Le film, réalisé par Jason Kohn (Manda Bala), est consacré au débat entre les diamants produits en laboratoire et les diamants naturels, mais au final, il ne rend service à aucun des deux camps.
Le film est clairement plus hostile aux diamants naturels, mais il rabaisse également les diamants produits en laboratoire, les qualifiant de « mensonge sur un mensonge » et de « synthétiques » ; à tel point que les spécialistes du marketing pourraient être amenés à réutiliser ce terme, même s’ils le détestent.
Le film est magnifiquement filmé et monté et généralement divertissant, bien qu’il soit parfois lent. Les parties les moins intéressantes étaient les longues prises de vue d’images de tous les jours, comme l’ouverture d’une boîte ou la mise en marche d’une machine. Sur le grand écran, elles étaient faciles à voir, mais sur un écran d’ordinateur ou de téléphone, elles ne retiennent pas l’attention du spectateur.

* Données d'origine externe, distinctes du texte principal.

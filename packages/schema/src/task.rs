//! # Tasks
//!
//! A task is a named prompt template with input and output schemas and the
//! tools it may call. `TaskDraft` is the editable form state behind it; it
//! follows prompt edits through `PromptContent` notifications and produces
//! the `TaskDefinition` payload sent to the backend.

use std::collections::BTreeSet;

use prompt_editor::{Document, PromptContent};
use serde::{Deserialize, Serialize};

use crate::{sync_input_schema, InternalFieldType, JsonSchema, SchemaResult};

/// Task payload as stored and sent over the API.
#[derive(Debug, Clone, PartialEq, Serialize, Deserialize)]
#[serde(rename_all = "camelCase")]
pub struct TaskDefinition {
    pub name: String,

    /// Prompt text with `${variable}` tokens
    pub template: String,

    pub input_schema: JsonSchema,

    /// `None` when the task answers in free text
    #[serde(default)]
    pub output_schema: Option<JsonSchema>,

    #[serde(default)]
    pub available_tool_ids: Vec<String>,
}

impl TaskDefinition {
    pub fn from_json(json: &str) -> SchemaResult<Self> {
        Ok(serde_json::from_str(json)?)
    }

    pub fn to_json_pretty(&self) -> SchemaResult<String> {
        Ok(serde_json::to_string_pretty(self)?)
    }
}

/// Output schema used when a task has none yet.
pub fn default_output_schema() -> JsonSchema {
    JsonSchema {
        additional_properties: Some(false),
        ..JsonSchema::object()
    }
}

/// Editable task state.
#[derive(Debug, Clone, PartialEq)]
pub struct TaskDraft {
    pub name: String,
    template: String,
    variables: Vec<String>,
    input_schema: JsonSchema,
    output_schema: JsonSchema,
    structured_output: bool,
    tool_ids: BTreeSet<String>,
}

impl Default for TaskDraft {
    fn default() -> Self {
        Self {
            name: String::new(),
            template: String::new(),
            variables: Vec::new(),
            input_schema: JsonSchema::object(),
            output_schema: default_output_schema(),
            structured_output: false,
            tool_ids: BTreeSet::new(),
        }
    }
}

impl TaskDraft {
    pub fn new(name: impl Into<String>) -> Self {
        Self {
            name: name.into(),
            ..Self::default()
        }
    }

    /// Load a stored task for editing.
    ///
    /// Structured output starts enabled when the task has an output schema.
    pub fn from_definition(definition: &TaskDefinition) -> Self {
        let variables = Document::parse(&definition.template).variables();
        Self {
            name: definition.name.clone(),
            template: definition.template.clone(),
            variables,
            input_schema: definition.input_schema.clone(),
            structured_output: definition.output_schema.is_some(),
            output_schema: definition
                .output_schema
                .clone()
                .unwrap_or_else(default_output_schema),
            tool_ids: definition.available_tool_ids.iter().cloned().collect(),
        }
    }

    pub fn template(&self) -> &str {
        &self.template
    }

    pub fn variables(&self) -> &[String] {
        &self.variables
    }

    pub fn input_schema(&self) -> &JsonSchema {
        &self.input_schema
    }

    pub fn output_schema(&self) -> &JsonSchema {
        &self.output_schema
    }

    pub fn structured_output(&self) -> bool {
        self.structured_output
    }

    pub fn set_structured_output(&mut self, enabled: bool) {
        self.structured_output = enabled;
    }

    /// Take in a prompt change and resync the input schema.
    pub fn apply_prompt(&mut self, content: &PromptContent) -> SchemaResult<()> {
        self.input_schema = sync_input_schema(&self.input_schema, &content.variables)?;
        self.template = content.text.clone();
        self.variables = content.variables.clone();
        Ok(())
    }

    pub fn set_input_type(
        &mut self,
        name: &str,
        field_type: InternalFieldType,
    ) -> SchemaResult<()> {
        self.input_schema.set_property_type(name, field_type)
    }

    pub fn add_output(&mut self, name: &str) -> SchemaResult<String> {
        self.output_schema.add_field(name)
    }

    pub fn remove_output(&mut self, name: &str) -> SchemaResult<()> {
        self.output_schema.remove_field(name).map(|_| ())
    }

    pub fn set_output_type(
        &mut self,
        name: &str,
        field_type: InternalFieldType,
    ) -> SchemaResult<()> {
        self.output_schema.set_property_type(name, field_type)
    }

    /// Select or deselect a tool. Returns whether it is now selected.
    pub fn toggle_tool(&mut self, tool_id: &str) -> bool {
        if self.tool_ids.remove(tool_id) {
            false
        } else {
            self.tool_ids.insert(tool_id.to_string());
            true
        }
    }

    pub fn tool_ids(&self) -> impl Iterator<Item = &str> {
        self.tool_ids.iter().map(String::as_str)
    }

    pub fn to_definition(&self) -> TaskDefinition {
        let has_outputs = self
            .output_schema
            .properties
            .as_ref()
            .is_some_and(|properties| !properties.is_empty());

        TaskDefinition {
            name: self.name.clone(),
            template: self.template.clone(),
            input_schema: self.input_schema.clone(),
            output_schema: (self.structured_output && has_outputs)
                .then(|| self.output_schema.clone()),
            available_tool_ids: self.tool_ids.iter().cloned().collect(),
        }
    }
}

L’une des vedettes du film, le gemmologue Dusan Simic, affirme que Kohn – qu’il considère comme un ami (et vice versa) – a fait un travail « formidable » avec le film, notant qu’il a été très applaudi au Festival international du film de Berlin. Mais il a admis que le film contient quelques « simplifications grossières« .
« Lorsque les commentateurs à l’écran parlent de ‘vérité’ et de ‘mensonges’, ce n’est pas une chose sérieuse à discuter. C’est bon pour le divertissement. Mais en parler sérieusement ? Allez. »

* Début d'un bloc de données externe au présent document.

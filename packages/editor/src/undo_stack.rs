//! # Undo/Redo Stack
//!
//! Tracks mutation history and enables undo/redo operations.
//!
//! ## Design
//!
//! - Each mutation records its inverse before being applied
//! - Undo applies the inverse and moves mutation to redo stack
//! - Redo reapplies the original mutation
//! - New mutations clear the redo stack
//! - Mutations that leave the text unchanged are not recorded
//! - Supports batched operations (group multiple mutations as one undo step)
//!
//! ## Example
//!
//! ```rust
//! use prompt_editor::{Document, Mutation, UndoStack};
//!
//! let mut doc = Document::parse("Hello");
//! let mut stack = UndoStack::new();
//!
//! stack.apply(&Mutation::insert_text(5, " ${name}"), &mut doc)?;
//! assert_eq!(doc.variables(), vec!["name"]);
//!
//! stack.undo(&mut doc)?;
//! assert_eq!(doc.to_text(), "Hello");
//!
//! stack.redo(&mut doc)?;
//! assert_eq!(doc.to_text(), "Hello ${name}");
//! # Ok::<(), prompt_editor::EditorError>(())
//! ```

use crate::{Document, EditorError, Mutation, MutationResult};

/// A group of mutations that should be undone/redone together
#[derive(Debug, Clone, Default)]
pub struct MutationBatch {
    /// The mutations in this batch (in application order)
    pub mutations: Vec<Mutation>,

    /// The inverse mutations (in reverse order for undo)
    pub inverses: Vec<Mutation>,

    /// Optional description of this batch
    pub description: Option<String>,
}

impl MutationBatch {
    /// Create a single-mutation batch
    pub fn single(mutation: Mutation, inverse: Mutation) -> Self {
        Self {
            mutations: vec![mutation],
            inverses: vec![inverse],
            description: None,
        }
    }
}

/// Undo/redo stack for document editing
#[derive(Debug)]
pub struct UndoStack {
    /// Stack of applied mutations (most recent last)
    undo_stack: Vec<MutationBatch>,

    /// Stack of undone mutations (most recent last)
    redo_stack: Vec<MutationBatch>,

    /// Maximum number of undo levels (0 = unlimited)
    max_levels: usize,

    /// Currently building a batch
    current_batch: Option<MutationBatch>,
}

impl UndoStack {
    /// Create a new undo stack with default max levels (100)
    pub fn new() -> Self {
        Self::with_max_levels(100)
    }

    /// Create an undo stack with custom max levels
    pub fn with_max_levels(max_levels: usize) -> Self {
        Self {
            undo_stack: Vec::new(),
            redo_stack: Vec::new(),
            max_levels,
            current_batch: None,
        }
    }

    /// Apply a mutation and record it for undo
    pub fn apply(
        &mut self,
        mutation: &Mutation,
        doc: &mut Document,
    ) -> Result<MutationResult, EditorError> {
        // Generate inverse before applying
        let inverse = mutation.to_inverse(doc)?;

        let result = doc.apply(mutation)?;
        if !result.changed {
            return Ok(result);
        }

        if let Some(batch) = &mut self.current_batch {
            batch.mutations.push(mutation.clone());
            batch.inverses.insert(0, inverse);
        } else {
            self.push_batch(MutationBatch::single(mutation.clone(), inverse));
        }

        Ok(result)
    }

    /// Start a batch of mutations (will be undone/redone together)
    pub fn begin_batch(&mut self) {
        self.current_batch = Some(MutationBatch::default());
    }

    /// End the current batch and push to undo stack
    pub fn end_batch(&mut self) {
        if let Some(batch) = self.current_batch.take() {
            if !batch.mutations.is_empty() {
                self.push_batch(batch);
            }
        }
    }

    /// Whether a batch is open
    pub fn is_batching(&self) -> bool {
        self.current_batch.is_some()
    }

    /// Set description for current batch (if batching)
    pub fn set_batch_description(&mut self, description: impl Into<String>) {
        if let Some(batch) = &mut self.current_batch {
            batch.description = Some(description.into());
        }
    }

    fn push_batch(&mut self, batch: MutationBatch) {
        self.undo_stack.push(batch);

        if self.max_levels > 0 && self.undo_stack.len() > self.max_levels {
            self.undo_stack.remove(0);
        }

        // New action invalidates future
        self.redo_stack.clear();
    }

    /// Undo the most recent mutation/batch
    pub fn undo(&mut self, doc: &mut Document) -> Result<bool, EditorError> {
        // An open batch is closed first so it can be undone as a unit.
        self.end_batch();

        let Some(batch) = self.undo_stack.pop() else {
            return Ok(false);
        };

        for inverse in &batch.inverses {
            doc.apply(inverse)?;
        }
        self.redo_stack.push(batch);

        Ok(true)
    }

    /// Redo the most recently undone mutation/batch
    pub fn redo(&mut self, doc: &mut Document) -> Result<bool, EditorError> {
        let Some(batch) = self.redo_stack.pop() else {
            return Ok(false);
        };

        for mutation in &batch.mutations {
            doc.apply(mutation)?;
        }
        self.undo_stack.push(batch);

        Ok(true)
    }

    /// Check if undo is available
    pub fn can_undo(&self) -> bool {
        !self.undo_stack.is_empty()
    }

    /// Check if redo is available
    pub fn can_redo(&self) -> bool {
        !self.redo_stack.is_empty()
    }

    /// Get the number of undo levels available
    pub fn undo_levels(&self) -> usize {
        self.undo_stack.len()
    }

    /// Get the number of redo levels available
    pub fn redo_levels(&self) -> usize {
        self.redo_stack.len()
    }

    /// Clear all undo/redo history
    pub fn clear(&mut self) {
        self.undo_stack.clear();
        self.redo_stack.clear();
        self.current_batch = None;
    }

    /// Get description of the next undo operation
    pub fn undo_description(&self) -> Option<&str> {
        self.undo_stack
            .last()
            .and_then(|batch| batch.description.as_deref())
    }

    /// Get description of the next redo operation
    pub fn redo_description(&self) -> Option<&str> {
        self.redo_stack
            .last()
            .and_then(|batch| batch.description.as_deref())
    }
}

impl Default for UndoStack {
    fn default() -> Self {
        Self::new()
    }
}

#[cfg(test)]
mod tests {
    use super::*;

    #[test]
    fn test_undo_stack_creation() {
        let stack = UndoStack::new();
        assert_eq!(stack.undo_levels(), 0);
        assert_eq!(stack.redo_levels(), 0);
        assert!(!stack.can_undo());
        assert!(!stack.can_redo());
    }

    #[test]
    fn test_apply_and_undo_text_mutation() {
        let mut doc = Document::parse("Hello");
        let mut stack = UndoStack::new();

        stack
            .apply(&Mutation::insert_text(5, " World"), &mut doc)
            .unwrap();
        assert_eq!(doc.to_text(), "Hello World");
        assert_eq!(stack.undo_levels(), 1);

        assert!(stack.undo(&mut doc).unwrap());
        assert_eq!(doc.to_text(), "Hello");
        assert_eq!(stack.redo_levels(), 1);

        assert!(stack.redo(&mut doc).unwrap());
        assert_eq!(doc.to_text(), "Hello World");
        assert_eq!(stack.undo_levels(), 1);
        assert_eq!(stack.redo_levels(), 0);
    }

    #[test]
    fn test_batched_mutations() {
        let mut doc = Document::parse("");
        let mut stack = UndoStack::new();

        assert!(!stack.is_batching());
        stack.begin_batch();
        assert!(stack.is_batching());
        stack.set_batch_description("Type greeting");
        for (at, ch) in "Hi ${you}".chars().enumerate() {
            stack
                .apply(&Mutation::insert_text(at, ch.to_string()), &mut doc)
                .unwrap();
        }
        stack.end_batch();
        assert!(!stack.is_batching());

        assert_eq!(doc.variables(), vec!["you"]);
        assert_eq!(stack.undo_levels(), 1);
        assert_eq!(stack.undo_description(), Some("Type greeting"));

        stack.undo(&mut doc).unwrap();
        assert_eq!(doc.to_text(), "");
        assert_eq!(stack.redo_description(), Some("Type greeting"));

        stack.redo(&mut doc).unwrap();
        assert_eq!(doc.to_text(), "Hi ${you}");
    }

    #[test]
    fn test_new_mutation_clears_redo() {
        let mut doc = Document::parse("Hello");
        let mut stack = UndoStack::new();

        stack.apply(&Mutation::delete(0, 1), &mut doc).unwrap();
        stack.undo(&mut doc).unwrap();
        assert_eq!(stack.redo_levels(), 1);

        stack
            .apply(&Mutation::insert_line_break(5), &mut doc)
            .unwrap();
        assert_eq!(stack.redo_levels(), 0);
    }

    #[test]
    fn test_noop_is_not_recorded() {
        let mut doc = Document::parse("Hello");
        let mut stack = UndoStack::new();

        let result = stack.apply(&Mutation::delete(2, 2), &mut doc).unwrap();
        assert!(!result.changed);
        assert_eq!(stack.undo_levels(), 0);
    }

    #[test]
    fn test_failed_mutation_is_not_recorded() {
        let mut doc = Document::parse("Hello");
        let mut stack = UndoStack::new();

        assert!(stack.apply(&Mutation::delete(3, 10), &mut doc).is_err());
        assert_eq!(stack.undo_levels(), 0);
        assert_eq!(doc.to_text(), "Hello");
    }

    #[test]
    fn test_max_levels_enforced() {
        let mut doc = Document::parse("");
        let mut stack = UndoStack::with_max_levels(2);

        for i in 0..3 {
            stack
                .apply(&Mutation::insert_text(i, "x"), &mut doc)
                .unwrap();
        }

        assert_eq!(stack.undo_levels(), 2);
    }
}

Lors d’un récent webinaire, M. Simic a déclaré que le film était une amélioration par rapport à la bande-annonce de Showtime, qu’il a qualifiée d' »ordure« , ajoutant que même M. Kohn en était « déçu« .

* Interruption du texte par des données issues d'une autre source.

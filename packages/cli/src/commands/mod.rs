pub mod example;
pub mod init;
pub mod sample;
pub mod schema;
pub mod variables;

pub use example::{example, ExampleArgs};
pub use init::{init, InitArgs};
pub use sample::{sample, SampleArgs};
pub use schema::{schema, SchemaArgs};
pub use variables::{variables, VariablesArgs};

use anyhow::{Context, Result};
use prompt_schema::TaskDefinition;
use std::path::Path;

/// Read a task definition file.
pub fn read_task(path: &Path) -> Result<TaskDefinition> {
    let content = std::fs::read_to_string(path)
        .with_context(|| format!("Cannot read task file {}", path.display()))?;
    TaskDefinition::from_json(&content)
        .with_context(|| format!("Invalid task file {}", path.display()))
}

Ayant vu les deux films, je ne vois pas de grande différence. Si je devais résumer le message du film, ce serait : « L’industrie du diamant a été créée par le marketing et sera bientôt détruite. » Tout cela est dans la bande-annonce de Showtime.
L’autre vedette de ‘Nothing Lasts Forever’ est Aja Raden, écrivain, créatrice de bijoux et fondatrice d’Opinion Engineering, qui est devenue l’une des favorites du public et la coqueluche des réalisateurs grâce à ses fines répliques. Si ‘Nothing Lasts Forever’ ressemble parfois à un grand combat sur Twitter, Raden a les meilleurs dunks.
« J’ai aimé le fait que le film ne présente personne sous un bon jour« , dit Raden. « Beaucoup de documentaires tombent dans le piège d’être des publicités pour une idée. Cela contenait différentes perspectives. »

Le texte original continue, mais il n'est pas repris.